Please restate the data word for word, leaving out no line.

(Stored data)
====================
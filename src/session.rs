//! Editing one day at a time.
//!
//! [`DayEditor`] owns a local copy of the selected day's fields; every edit
//! changes only that copy and then hands a snapshot to a [`DebouncedSaver`],
//! which persists the latest snapshot per date once edits have been quiet for
//! the debounce window.

use std::collections::BTreeMap;
use std::time::Duration;

use chrono::NaiveDate;
use tokio::sync::{mpsc, oneshot};
use tokio::task::JoinHandle;
use tokio::time::{sleep_until, Instant};

use crate::error::Result;
use crate::fields::LogField;
use crate::models::LogFields;
use crate::store::LogStore;

/// The full field set of one day at one moment.
#[derive(Debug, Clone, PartialEq, Eq)]
pub struct DaySnapshot {
    pub date: NaiveDate,
    pub fields: LogFields,
}

enum Command {
    Save(DaySnapshot),
    Flush(oneshot::Sender<bool>),
}

/// Background writer that collapses bursts of edits into one write per date.
/// Each date is written once its own edits have been quiet for the window,
/// regardless of edits to other dates.
///
/// An all-empty snapshot deletes the day instead of storing an empty record.
pub struct DebouncedSaver {
    tx: mpsc::UnboundedSender<Command>,
    task: JoinHandle<()>,
}

impl DebouncedSaver {
    pub fn spawn(store: LogStore, window: Duration) -> Self {
        let (tx, rx) = mpsc::unbounded_channel();
        let task = tokio::spawn(run_saver(store, window, rx));
        Self { tx, task }
    }

    /// Queues `snapshot`, replacing any pending snapshot for the same date.
    pub fn submit(&self, snapshot: DaySnapshot) {
        if self.tx.send(Command::Save(snapshot)).is_err() {
            tracing::error!("❌ debounced saver stopped, dropping edit");
        }
    }

    /// Writes everything pending now. Returns whether every write succeeded.
    pub async fn flush(&self) -> bool {
        let (reply, done) = oneshot::channel();
        if self.tx.send(Command::Flush(reply)).is_err() {
            return false;
        }
        done.await.unwrap_or(false)
    }

    /// Flushes, then stops the background task.
    pub async fn shutdown(self) -> bool {
        let flushed = self.flush().await;
        let Self { tx, task } = self;
        drop(tx);
        if let Err(e) = task.await {
            tracing::error!("❌ debounced saver task failed: {}", e);
            return false;
        }
        flushed
    }
}

async fn run_saver(store: LogStore, window: Duration, mut rx: mpsc::UnboundedReceiver<Command>) {
    // Each date waits out its own quiet window.
    let mut pending: BTreeMap<NaiveDate, (LogFields, Instant)> = BTreeMap::new();

    loop {
        let next_due = pending.values().map(|(_, due)| *due).min();
        let command = match next_due {
            None => rx.recv().await,
            Some(due) => tokio::select! {
                command = rx.recv() => command,
                () = sleep_until(due) => {
                    write_due(&store, &mut pending, Instant::now()).await;
                    continue;
                }
            },
        };

        match command {
            Some(Command::Save(snapshot)) => {
                pending.insert(snapshot.date, (snapshot.fields, Instant::now() + window));
            }
            Some(Command::Flush(reply)) => {
                let ok = write_all(&store, std::mem::take(&mut pending)).await;
                let _ = reply.send(ok);
            }
            None => {
                write_all(&store, std::mem::take(&mut pending)).await;
                break;
            }
        }
    }
}

async fn write_due(
    store: &LogStore,
    pending: &mut BTreeMap<NaiveDate, (LogFields, Instant)>,
    now: Instant,
) {
    let (ready, waiting) = std::mem::take(pending)
        .into_iter()
        .partition(|(_, (_, due))| *due <= now);
    *pending = waiting;
    write_all(store, ready).await;
}

async fn write_all(store: &LogStore, ready: BTreeMap<NaiveDate, (LogFields, Instant)>) -> bool {
    let mut ok = true;
    for (date, (fields, _)) in ready {
        let written = if fields.is_empty() {
            store.delete_log(date).await
        } else {
            store.save_log(date, fields).await
        };
        ok &= written;
    }
    ok
}

/// Local state of the daily form.
pub struct DayEditor {
    store: LogStore,
    saver: DebouncedSaver,
    date: NaiveDate,
    fields: LogFields,
}

impl DayEditor {
    /// Opens the editor on `date`, loading whatever is stored for it.
    pub async fn open(store: LogStore, saver: DebouncedSaver, date: NaiveDate) -> Self {
        let fields = load_fields(&store, date).await;
        Self {
            store,
            saver,
            date,
            fields,
        }
    }

    pub fn date(&self) -> NaiveDate {
        self.date
    }

    pub fn fields(&self) -> &LogFields {
        &self.fields
    }

    /// Moves to another day. Pending edits of the current day are written
    /// first so the newly loaded state is never behind them.
    pub async fn select(&mut self, date: NaiveDate) -> bool {
        let flushed = self.saver.flush().await;
        self.date = date;
        self.fields = load_fields(&self.store, date).await;
        flushed
    }

    pub fn toggle_option(&mut self, field: LogField, option: &str) -> Result<bool> {
        let selected = self.fields.toggle_option(field, option)?;
        self.changed();
        Ok(selected)
    }

    pub fn set_choice(&mut self, field: LogField, choice: Option<&str>) -> Result<()> {
        self.fields.set_choice(field, choice)?;
        self.changed();
        Ok(())
    }

    pub fn set_text(&mut self, field: LogField, text: &str) -> Result<()> {
        self.fields.set_text(field, text)?;
        self.changed();
        Ok(())
    }

    /// Empties the day; once saved this removes its record.
    pub fn clear(&mut self) {
        self.fields = LogFields::default();
        self.changed();
    }

    fn changed(&self) {
        self.saver.submit(DaySnapshot {
            date: self.date,
            fields: self.fields.clone(),
        });
    }

    pub async fn flush(&self) -> bool {
        self.saver.flush().await
    }

    /// Writes anything pending and stops the saver.
    pub async fn close(self) -> bool {
        self.saver.shutdown().await
    }
}

async fn load_fields(store: &LogStore, date: NaiveDate) -> LogFields {
    store
        .get_log(date)
        .await
        .map(|record| record.into_fields())
        .unwrap_or_default()
}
====================
» **ANSWER SPACE**
filename src/session.rs
//! Editing one day at a time.
//!
//! [`DayEditor`] owns a local copy of the selected day's fields; every edit
//! changes only that copy and then hands a snapshot to a [`DebouncedSaver`],
//! which persists the latest snapshot per date once edits have been quiet for
//! the debounce window.

use std::collections::BTreeMap;
use std::time::Duration;

use chrono::NaiveDate;
use tokio::sync::{mpsc, oneshot};
use tokio::task::JoinHandle;
use tokio::time::{sleep_until, Instant};

use crate::error::Result;
use crate::fields::LogField;
use crate::models::LogFields;
use crate::store::LogStore;

/// The full field set of one day at one moment.
#[derive(Debug, Clone, PartialEq, Eq)]
pub struct DaySnapshot {
    pub date: NaiveDate,
    pub fields: LogFields,
}

enum Command {
    Save(DaySnapshot),
    Flush(oneshot::Sender<bool>),
}

/// Background writer that collapses bursts of edits into one write per date.
/// Each date is written once its own edits have been quiet for the window,
/// regardless of edits to other dates.
///
/// An all-empty snapshot deletes the day instead of storing an empty record.
pub struct DebouncedSaver {
    tx: mpsc::UnboundedSender<Command>,
    task: JoinHandle<()>,
}

impl DebouncedSaver {
    pub fn spawn(store: LogStore, window: Duration) -> Self {
        let (tx, rx) = mpsc::unbounded_channel();
        let task = tokio::spawn(run_saver(store, window, rx));
        Self { tx, task }
    }

    /// Queues `snapshot`, replacing any pending snapshot for the same date.
    pub fn submit(&self, snapshot: DaySnapshot) {
        if self.tx.send(Command::Save(snapshot)).is_err() {
            tracing::error!("❌ debounced saver stopped, dropping edit");
        }
    }

    /// Writes everything pending now. Returns whether every write succeeded.
    pub async fn flush(&self) -> bool {
        let (reply, done) = oneshot::channel();
        if self.tx.send(Command::Flush(reply)).is_err() {
            return false;
        }
        done.await.unwrap_or(false)
    }

    /// Flushes, then stops the background task.
    pub async fn shutdown(self) -> bool {
        let flushed = self.flush().await;
        let Self { tx, task } = self;
        drop(tx);
        if let Err(e) = task.await {
            tracing::error!("❌ debounced saver task failed: {}", e);
            return false;
        }
        flushed
    }
}

async fn run_saver(store: LogStore, window: Duration, mut rx: mpsc::UnboundedReceiver<Command>) {
    // Each date waits out its own quiet window.
    let mut pending: BTreeMap<NaiveDate, (LogFields, Instant)> = BTreeMap::new();

    loop {
        let next_due = pending.values().map(|(_, due)| *due).min();
        let command = match next_due {
            None => rx.recv().await,
            Some(due) => tokio::select! {
                command = rx.recv() => command,
                () = sleep_until(due) => {
                    write_due(&store, &mut pending, Instant::now()).await;
                    continue;
                }
            },
        };

        match command {
            Some(Command::Save(snapshot)) => {
                pending.insert(snapshot.date, (snapshot.fields, Instant::now() + window));
            }
            Some(Command::Flush(reply)) => {
                let ok = write_all(&store, std::mem::take(&mut pending)).await;
                let _ = reply.send(ok);
            }
            None => {
                write_all(&store, std::mem::take(&mut pending)).await;
                break;
            }
        }
    }
}

async fn write_due(
    store: &LogStore,
    pending: &mut BTreeMap<NaiveDate, (LogFields, Instant)>,
    now: Instant,
) {
    let (ready, waiting) = std::mem::take(pending)
        .into_iter()
        .partition(|(_, (_, due))| *due <= now);
    *pending = waiting;
    write_all(store, ready).await;
}

async fn write_all(store: &LogStore, ready: BTreeMap<NaiveDate, (LogFields, Instant)>) -> bool {
    let mut ok = true;
    for (date, (fields, _)) in ready {
        let written = if fields.is_empty() {
            store.delete_log(date).await
        } else {
            store.save_log(date, fields).await
        };
        ok &= written;
    }
    ok
}

/// Local state of the daily form.
pub struct DayEditor {
    store: LogStore,
    saver: DebouncedSaver,
    date: NaiveDate,
    fields: LogFields,
}

impl DayEditor {
    /// Opens the editor on `date`, loading whatever is stored for it.
    pub async fn open(store: LogStore, saver: DebouncedSaver, date: NaiveDate) -> Self {
        let fields = load_fields(&store, date).await;
        Self {
            store,
            saver,
            date,
            fields,
        }
    }

    pub fn date(&self) -> NaiveDate {
        self.date
    }

    pub fn fields(&self) -> &LogFields {
        &self.fields
    }

    /// Moves to another day. Pending edits of the current day are written
    /// first so the newly loaded state is never behind them.
    pub async fn select(&mut self, date: NaiveDate) -> bool {
        let flushed = self.saver.flush().await;
        self.date = date;
        self.fields = load_fields(&self.store, date).await;
        flushed
    }

    pub fn toggle_option(&mut self, field: LogField, option: &str) -> Result<bool> {
        let selected = self.fields.toggle_option(field, option)?;
        self.changed();
        Ok(selected)
    }

    pub fn set_choice(&mut self, field: LogField, choice: Option<&str>) -> Result<()> {
        self.fields.set_choice(field, choice)?;
        self.changed();
        Ok(())
    }

    pub fn set_text(&mut self, field: LogField, text: &str) -> Result<()> {
        self.fields.set_text(field, text)?;
        self.changed();
        Ok(())
    }

    /// Empties the day; once saved this removes its record.
    pub fn clear(&mut self) {
        self.fields = LogFields::default();
        self.changed();
    }

    fn changed(&self) {
        self.saver.submit(DaySnapshot {
            date: self.date,
            fields: self.fields.clone(),
        });
    }

    pub async fn flush(&self) -> bool {
        self.saver.flush().await
    }

    /// Writes anything pending and stops the saver.
    pub async fn close(self) -> bool {
        self.saver.shutdown().await
    }
}

async fn load_fields(store: &LogStore, date: NaiveDate) -> LogFields {
    store
        .get_log(date)
        .await
        .map(|record| record.into_fields())
        .unwrap_or_default()
}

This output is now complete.